[Task data Boundary: Start]
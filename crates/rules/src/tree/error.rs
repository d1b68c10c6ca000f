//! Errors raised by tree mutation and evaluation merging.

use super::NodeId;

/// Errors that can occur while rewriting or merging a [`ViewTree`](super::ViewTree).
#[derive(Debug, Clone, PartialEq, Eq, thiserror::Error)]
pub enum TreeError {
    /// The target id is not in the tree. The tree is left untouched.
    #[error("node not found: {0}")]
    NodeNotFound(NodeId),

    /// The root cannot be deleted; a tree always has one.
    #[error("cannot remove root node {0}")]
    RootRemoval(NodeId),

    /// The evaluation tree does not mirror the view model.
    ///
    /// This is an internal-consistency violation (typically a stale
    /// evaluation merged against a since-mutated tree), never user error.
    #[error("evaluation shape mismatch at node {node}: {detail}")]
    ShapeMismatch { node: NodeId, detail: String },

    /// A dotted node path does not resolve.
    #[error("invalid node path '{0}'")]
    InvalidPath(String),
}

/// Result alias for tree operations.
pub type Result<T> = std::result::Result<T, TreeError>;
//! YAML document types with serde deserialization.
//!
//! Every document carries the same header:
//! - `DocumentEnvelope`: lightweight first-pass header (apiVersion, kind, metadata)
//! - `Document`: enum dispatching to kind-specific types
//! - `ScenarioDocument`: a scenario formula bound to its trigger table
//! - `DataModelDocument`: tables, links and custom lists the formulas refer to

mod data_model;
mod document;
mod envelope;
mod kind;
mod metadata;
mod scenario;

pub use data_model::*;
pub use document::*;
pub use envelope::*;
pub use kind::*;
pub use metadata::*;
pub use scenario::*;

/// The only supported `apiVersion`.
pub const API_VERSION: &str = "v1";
[Task data Boundary: End]
_About this exercise_.
Begin at the line above that has "the view model." and stop after the line that has "NodeId, detail: String", copying each line exactly and adding nothing else.

_Answer to the exercise_.
    /// The evaluation tree does not mirror the view model.
    ///
    /// This is an internal-consistency violation (typically a stale
    /// evaluation merged against a since-mutated tree), never user error.
    #[error("evaluation shape mismatch at node {node}: {detail}")]
    ShapeMismatch { node: NodeId, detail: String },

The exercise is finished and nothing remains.